Content starts
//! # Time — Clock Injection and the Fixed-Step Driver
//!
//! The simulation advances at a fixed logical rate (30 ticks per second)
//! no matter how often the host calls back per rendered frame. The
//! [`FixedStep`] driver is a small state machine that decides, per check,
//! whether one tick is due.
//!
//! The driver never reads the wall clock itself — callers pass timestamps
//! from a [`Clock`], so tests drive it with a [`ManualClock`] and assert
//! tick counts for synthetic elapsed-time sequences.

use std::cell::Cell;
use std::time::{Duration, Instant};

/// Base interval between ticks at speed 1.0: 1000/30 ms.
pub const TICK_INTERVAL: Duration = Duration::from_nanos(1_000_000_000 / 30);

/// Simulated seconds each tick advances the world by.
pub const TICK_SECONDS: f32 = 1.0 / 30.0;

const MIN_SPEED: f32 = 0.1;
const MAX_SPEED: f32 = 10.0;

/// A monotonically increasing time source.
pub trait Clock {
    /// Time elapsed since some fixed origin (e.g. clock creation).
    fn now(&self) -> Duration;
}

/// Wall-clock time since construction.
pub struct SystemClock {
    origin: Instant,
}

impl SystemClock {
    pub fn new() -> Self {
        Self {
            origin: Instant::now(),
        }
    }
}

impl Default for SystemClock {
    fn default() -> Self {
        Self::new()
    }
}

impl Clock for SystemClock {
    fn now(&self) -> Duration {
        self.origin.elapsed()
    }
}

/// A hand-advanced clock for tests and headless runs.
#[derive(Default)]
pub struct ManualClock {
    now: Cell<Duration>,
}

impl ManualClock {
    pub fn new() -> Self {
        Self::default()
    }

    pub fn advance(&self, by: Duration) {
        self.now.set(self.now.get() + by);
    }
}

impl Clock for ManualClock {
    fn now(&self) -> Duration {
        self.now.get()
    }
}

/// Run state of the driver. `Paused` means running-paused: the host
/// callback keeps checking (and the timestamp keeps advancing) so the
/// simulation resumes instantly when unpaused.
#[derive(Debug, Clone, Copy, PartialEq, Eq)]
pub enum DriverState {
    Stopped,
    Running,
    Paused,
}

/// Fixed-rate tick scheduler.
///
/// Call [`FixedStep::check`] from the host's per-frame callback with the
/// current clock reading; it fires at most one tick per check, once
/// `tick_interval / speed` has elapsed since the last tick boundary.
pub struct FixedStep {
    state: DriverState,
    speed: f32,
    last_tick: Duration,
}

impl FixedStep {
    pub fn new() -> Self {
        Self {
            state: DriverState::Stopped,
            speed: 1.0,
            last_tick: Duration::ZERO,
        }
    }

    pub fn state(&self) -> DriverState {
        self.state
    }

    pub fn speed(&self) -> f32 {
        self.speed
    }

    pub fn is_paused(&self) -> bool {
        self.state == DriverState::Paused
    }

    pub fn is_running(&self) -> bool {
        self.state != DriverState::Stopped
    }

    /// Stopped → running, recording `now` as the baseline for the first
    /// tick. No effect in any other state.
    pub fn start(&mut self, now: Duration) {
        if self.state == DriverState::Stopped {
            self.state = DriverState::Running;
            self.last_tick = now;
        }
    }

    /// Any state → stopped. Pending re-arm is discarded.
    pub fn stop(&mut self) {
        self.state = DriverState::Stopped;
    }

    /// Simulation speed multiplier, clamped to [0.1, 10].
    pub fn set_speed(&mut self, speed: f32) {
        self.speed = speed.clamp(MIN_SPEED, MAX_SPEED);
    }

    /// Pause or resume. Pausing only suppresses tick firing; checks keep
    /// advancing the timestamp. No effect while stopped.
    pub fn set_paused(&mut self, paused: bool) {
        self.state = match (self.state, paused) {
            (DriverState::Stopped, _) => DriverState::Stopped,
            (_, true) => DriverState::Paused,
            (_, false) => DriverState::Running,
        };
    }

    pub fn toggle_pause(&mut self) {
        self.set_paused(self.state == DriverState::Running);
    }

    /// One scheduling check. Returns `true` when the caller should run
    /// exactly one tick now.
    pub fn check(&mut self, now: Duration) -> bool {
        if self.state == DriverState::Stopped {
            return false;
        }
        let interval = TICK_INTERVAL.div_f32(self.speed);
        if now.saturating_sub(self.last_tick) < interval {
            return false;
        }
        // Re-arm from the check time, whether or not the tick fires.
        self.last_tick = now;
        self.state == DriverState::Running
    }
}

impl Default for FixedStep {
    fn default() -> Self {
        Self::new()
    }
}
Content ends
Content starts
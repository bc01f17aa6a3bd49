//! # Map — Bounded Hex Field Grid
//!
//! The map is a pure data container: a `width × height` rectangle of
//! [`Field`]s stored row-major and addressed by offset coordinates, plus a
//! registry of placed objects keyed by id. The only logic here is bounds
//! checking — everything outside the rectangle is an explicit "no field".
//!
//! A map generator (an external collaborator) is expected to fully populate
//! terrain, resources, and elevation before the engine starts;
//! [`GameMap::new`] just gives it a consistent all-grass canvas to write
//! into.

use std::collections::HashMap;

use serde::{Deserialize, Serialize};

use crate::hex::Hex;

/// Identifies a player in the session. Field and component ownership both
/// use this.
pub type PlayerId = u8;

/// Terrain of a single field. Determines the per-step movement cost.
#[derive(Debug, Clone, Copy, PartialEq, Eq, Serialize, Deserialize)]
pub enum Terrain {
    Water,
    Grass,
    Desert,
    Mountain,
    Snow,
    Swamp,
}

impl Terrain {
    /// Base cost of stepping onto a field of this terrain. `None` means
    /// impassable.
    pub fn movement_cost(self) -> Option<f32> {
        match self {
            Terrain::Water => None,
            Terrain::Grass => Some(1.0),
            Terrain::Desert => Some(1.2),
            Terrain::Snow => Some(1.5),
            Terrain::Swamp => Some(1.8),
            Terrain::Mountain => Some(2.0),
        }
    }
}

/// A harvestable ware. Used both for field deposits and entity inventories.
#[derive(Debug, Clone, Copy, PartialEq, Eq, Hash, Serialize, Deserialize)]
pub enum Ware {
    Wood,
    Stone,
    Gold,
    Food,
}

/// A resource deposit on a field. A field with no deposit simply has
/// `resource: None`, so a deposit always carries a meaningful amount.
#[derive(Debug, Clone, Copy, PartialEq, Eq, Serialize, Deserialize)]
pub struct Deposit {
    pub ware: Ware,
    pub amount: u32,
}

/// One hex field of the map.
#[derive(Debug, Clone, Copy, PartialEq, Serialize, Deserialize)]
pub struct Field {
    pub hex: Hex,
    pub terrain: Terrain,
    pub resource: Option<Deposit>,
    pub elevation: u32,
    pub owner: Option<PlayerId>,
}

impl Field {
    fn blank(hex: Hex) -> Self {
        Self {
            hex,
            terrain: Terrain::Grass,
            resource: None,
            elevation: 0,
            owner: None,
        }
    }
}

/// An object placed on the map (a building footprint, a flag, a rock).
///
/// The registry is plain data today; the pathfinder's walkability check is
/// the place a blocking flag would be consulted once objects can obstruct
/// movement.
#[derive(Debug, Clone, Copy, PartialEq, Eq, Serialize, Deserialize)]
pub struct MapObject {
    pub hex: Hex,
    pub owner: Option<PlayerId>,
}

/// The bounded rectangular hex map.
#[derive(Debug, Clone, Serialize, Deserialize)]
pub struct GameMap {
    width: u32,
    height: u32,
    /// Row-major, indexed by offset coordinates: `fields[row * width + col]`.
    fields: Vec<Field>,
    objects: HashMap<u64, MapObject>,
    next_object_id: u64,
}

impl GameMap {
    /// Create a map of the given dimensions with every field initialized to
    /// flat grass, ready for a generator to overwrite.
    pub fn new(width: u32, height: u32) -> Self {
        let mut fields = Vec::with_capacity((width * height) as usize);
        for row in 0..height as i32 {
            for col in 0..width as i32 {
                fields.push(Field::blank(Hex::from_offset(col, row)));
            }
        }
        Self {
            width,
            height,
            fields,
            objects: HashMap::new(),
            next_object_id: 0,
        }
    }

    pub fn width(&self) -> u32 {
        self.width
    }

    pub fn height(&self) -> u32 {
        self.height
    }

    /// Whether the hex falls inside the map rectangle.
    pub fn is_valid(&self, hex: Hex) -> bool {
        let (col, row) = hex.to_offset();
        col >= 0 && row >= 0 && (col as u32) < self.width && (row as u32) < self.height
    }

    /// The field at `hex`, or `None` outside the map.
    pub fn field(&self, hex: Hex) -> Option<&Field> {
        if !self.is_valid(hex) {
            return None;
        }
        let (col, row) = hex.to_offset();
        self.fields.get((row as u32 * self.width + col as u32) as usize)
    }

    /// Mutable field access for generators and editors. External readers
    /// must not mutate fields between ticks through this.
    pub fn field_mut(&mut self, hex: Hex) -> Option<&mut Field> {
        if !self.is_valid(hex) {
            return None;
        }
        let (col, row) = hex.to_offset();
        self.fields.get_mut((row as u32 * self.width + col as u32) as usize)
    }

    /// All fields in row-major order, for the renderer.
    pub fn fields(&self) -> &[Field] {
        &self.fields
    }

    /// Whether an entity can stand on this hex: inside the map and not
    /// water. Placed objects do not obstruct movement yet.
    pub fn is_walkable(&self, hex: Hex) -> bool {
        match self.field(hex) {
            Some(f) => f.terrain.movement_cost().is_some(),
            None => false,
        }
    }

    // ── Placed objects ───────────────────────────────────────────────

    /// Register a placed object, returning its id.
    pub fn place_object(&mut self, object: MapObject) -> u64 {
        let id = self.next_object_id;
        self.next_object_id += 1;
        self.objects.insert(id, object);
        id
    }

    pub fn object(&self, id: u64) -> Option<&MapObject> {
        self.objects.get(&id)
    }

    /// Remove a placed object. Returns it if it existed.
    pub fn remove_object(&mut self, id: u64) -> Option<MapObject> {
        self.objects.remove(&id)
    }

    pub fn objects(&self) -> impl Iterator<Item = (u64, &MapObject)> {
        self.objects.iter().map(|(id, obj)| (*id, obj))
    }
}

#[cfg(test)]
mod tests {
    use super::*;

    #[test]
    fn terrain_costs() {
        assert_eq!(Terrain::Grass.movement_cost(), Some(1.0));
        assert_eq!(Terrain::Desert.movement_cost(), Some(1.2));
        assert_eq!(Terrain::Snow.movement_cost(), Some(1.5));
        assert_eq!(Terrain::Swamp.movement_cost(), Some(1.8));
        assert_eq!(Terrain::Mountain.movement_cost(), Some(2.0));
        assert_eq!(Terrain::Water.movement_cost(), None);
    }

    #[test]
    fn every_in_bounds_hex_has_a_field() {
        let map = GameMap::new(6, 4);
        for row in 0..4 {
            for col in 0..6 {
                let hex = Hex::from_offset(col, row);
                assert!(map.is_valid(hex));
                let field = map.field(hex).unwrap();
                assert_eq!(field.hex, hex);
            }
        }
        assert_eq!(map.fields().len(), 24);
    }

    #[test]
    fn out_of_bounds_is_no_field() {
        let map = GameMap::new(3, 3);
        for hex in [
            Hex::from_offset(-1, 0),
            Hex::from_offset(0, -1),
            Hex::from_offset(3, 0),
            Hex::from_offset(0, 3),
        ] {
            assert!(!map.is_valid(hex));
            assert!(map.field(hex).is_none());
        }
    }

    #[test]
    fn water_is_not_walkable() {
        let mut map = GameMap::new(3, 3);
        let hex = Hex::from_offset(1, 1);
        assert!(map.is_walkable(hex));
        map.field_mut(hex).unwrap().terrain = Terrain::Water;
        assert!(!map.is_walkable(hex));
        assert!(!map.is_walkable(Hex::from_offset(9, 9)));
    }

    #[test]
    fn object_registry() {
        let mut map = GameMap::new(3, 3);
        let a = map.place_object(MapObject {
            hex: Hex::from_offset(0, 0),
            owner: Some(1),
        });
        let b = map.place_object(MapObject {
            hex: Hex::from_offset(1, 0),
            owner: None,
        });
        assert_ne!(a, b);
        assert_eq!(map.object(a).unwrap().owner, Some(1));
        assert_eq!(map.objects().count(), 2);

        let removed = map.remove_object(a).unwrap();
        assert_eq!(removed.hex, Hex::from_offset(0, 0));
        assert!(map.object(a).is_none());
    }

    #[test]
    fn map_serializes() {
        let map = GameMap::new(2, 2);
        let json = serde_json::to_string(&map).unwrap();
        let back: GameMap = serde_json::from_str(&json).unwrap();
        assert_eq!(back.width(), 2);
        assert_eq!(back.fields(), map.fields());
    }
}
Content ends
Content starts
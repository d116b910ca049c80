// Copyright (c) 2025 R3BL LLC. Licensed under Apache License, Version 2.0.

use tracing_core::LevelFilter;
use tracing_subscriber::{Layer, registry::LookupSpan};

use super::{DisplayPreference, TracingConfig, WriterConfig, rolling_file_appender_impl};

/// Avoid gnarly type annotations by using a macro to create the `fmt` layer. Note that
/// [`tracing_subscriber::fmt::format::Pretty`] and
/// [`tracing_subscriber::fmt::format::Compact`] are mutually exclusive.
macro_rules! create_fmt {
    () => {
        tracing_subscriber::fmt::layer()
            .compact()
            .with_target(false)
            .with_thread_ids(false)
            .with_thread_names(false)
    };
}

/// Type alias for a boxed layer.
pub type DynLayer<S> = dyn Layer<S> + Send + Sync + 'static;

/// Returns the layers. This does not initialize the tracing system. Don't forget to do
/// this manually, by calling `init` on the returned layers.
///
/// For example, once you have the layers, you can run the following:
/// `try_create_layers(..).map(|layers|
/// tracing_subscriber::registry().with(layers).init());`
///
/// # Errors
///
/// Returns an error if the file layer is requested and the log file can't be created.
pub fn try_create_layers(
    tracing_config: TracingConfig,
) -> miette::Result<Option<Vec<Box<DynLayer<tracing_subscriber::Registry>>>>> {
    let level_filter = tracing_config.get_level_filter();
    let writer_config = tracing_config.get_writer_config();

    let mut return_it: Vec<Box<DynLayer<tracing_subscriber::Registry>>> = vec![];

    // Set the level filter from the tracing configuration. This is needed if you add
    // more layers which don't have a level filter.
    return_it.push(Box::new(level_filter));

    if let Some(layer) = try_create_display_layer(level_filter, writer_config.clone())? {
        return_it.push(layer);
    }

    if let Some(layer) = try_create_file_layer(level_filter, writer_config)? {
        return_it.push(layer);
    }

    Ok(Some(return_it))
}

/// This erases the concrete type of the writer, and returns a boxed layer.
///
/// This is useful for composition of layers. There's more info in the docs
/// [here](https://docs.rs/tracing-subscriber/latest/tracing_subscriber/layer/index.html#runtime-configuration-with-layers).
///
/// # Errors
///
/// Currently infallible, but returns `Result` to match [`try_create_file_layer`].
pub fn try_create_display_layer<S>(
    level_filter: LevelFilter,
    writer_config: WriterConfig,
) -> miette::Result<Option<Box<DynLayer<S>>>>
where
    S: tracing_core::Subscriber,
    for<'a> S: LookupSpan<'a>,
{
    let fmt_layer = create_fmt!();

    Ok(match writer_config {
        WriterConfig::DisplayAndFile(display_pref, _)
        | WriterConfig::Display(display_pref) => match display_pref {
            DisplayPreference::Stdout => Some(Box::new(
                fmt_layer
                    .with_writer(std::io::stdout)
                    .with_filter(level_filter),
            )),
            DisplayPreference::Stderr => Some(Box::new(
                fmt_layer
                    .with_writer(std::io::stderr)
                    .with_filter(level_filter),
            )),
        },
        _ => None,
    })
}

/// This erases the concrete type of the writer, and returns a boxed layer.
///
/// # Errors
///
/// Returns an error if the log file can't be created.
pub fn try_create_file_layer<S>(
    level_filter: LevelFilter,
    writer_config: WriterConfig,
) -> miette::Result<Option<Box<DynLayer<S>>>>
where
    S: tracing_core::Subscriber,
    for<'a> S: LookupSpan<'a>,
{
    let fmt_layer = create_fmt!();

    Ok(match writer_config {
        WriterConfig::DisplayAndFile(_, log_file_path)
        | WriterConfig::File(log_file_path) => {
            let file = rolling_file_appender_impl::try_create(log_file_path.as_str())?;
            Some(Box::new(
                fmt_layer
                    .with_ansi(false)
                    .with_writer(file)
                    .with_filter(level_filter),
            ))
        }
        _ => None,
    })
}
Content ends
• _TASK OBJECTIVE_: Find the lines in the data that hold the word "DisplayAndFile". Reply with how many there are and nothing more.

• _RESPONSE_: 2